◆ **Exercise prompt**:
Using the records below, copy every line that holds the string "Output".

==== Records provided

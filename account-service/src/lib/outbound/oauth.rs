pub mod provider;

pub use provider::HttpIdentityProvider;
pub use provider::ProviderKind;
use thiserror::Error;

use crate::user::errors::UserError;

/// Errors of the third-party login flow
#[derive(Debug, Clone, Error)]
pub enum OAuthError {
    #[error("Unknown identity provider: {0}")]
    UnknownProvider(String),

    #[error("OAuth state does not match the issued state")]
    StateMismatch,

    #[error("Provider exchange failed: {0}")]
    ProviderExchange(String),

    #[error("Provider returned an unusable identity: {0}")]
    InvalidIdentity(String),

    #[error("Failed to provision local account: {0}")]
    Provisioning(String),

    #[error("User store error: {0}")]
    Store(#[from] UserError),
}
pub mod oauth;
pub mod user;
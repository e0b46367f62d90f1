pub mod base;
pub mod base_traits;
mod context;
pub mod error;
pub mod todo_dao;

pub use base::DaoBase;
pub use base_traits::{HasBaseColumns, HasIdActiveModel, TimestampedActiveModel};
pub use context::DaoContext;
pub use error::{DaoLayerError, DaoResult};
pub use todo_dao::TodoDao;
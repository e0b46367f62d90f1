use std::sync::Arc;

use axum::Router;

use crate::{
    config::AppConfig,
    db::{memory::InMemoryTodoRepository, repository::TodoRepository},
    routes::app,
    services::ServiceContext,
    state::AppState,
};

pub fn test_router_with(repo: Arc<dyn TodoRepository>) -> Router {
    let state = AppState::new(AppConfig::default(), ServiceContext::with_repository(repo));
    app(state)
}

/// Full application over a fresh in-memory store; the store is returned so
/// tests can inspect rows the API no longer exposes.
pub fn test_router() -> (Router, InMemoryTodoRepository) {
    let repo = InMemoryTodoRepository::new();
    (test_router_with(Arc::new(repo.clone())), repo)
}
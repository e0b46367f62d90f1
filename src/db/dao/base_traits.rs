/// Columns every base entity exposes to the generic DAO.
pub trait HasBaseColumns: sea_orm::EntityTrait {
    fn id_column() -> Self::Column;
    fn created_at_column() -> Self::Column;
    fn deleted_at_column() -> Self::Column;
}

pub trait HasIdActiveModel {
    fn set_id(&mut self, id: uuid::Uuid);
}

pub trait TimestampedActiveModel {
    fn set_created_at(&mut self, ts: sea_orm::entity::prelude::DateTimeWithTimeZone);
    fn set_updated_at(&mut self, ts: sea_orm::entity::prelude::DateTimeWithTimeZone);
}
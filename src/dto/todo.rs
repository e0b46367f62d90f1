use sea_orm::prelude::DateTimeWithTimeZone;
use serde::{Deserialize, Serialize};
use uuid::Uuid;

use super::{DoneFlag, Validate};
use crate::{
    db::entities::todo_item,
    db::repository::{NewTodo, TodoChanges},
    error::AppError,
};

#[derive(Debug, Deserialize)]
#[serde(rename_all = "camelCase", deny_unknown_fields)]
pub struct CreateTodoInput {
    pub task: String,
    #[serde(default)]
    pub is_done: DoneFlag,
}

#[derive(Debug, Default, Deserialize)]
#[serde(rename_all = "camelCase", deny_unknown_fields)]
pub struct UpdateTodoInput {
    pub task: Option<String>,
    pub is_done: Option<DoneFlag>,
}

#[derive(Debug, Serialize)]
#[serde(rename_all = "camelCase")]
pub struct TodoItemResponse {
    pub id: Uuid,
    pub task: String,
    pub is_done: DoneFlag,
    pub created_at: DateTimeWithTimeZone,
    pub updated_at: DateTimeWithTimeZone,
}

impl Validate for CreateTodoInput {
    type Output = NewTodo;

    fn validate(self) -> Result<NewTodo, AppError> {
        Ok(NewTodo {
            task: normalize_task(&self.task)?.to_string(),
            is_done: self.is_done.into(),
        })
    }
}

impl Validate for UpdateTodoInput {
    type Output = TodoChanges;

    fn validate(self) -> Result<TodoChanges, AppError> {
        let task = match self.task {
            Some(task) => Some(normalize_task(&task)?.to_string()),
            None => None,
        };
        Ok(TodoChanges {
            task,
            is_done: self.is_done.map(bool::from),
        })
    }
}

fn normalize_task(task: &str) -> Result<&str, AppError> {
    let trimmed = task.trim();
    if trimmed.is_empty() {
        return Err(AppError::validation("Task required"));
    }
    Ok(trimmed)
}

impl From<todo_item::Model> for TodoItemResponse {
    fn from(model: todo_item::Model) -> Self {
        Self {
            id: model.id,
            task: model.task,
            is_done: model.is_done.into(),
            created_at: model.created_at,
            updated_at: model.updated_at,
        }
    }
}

========

◆ **Exercise result**:
    type Output = NewTodo;
    type Output = TodoChanges;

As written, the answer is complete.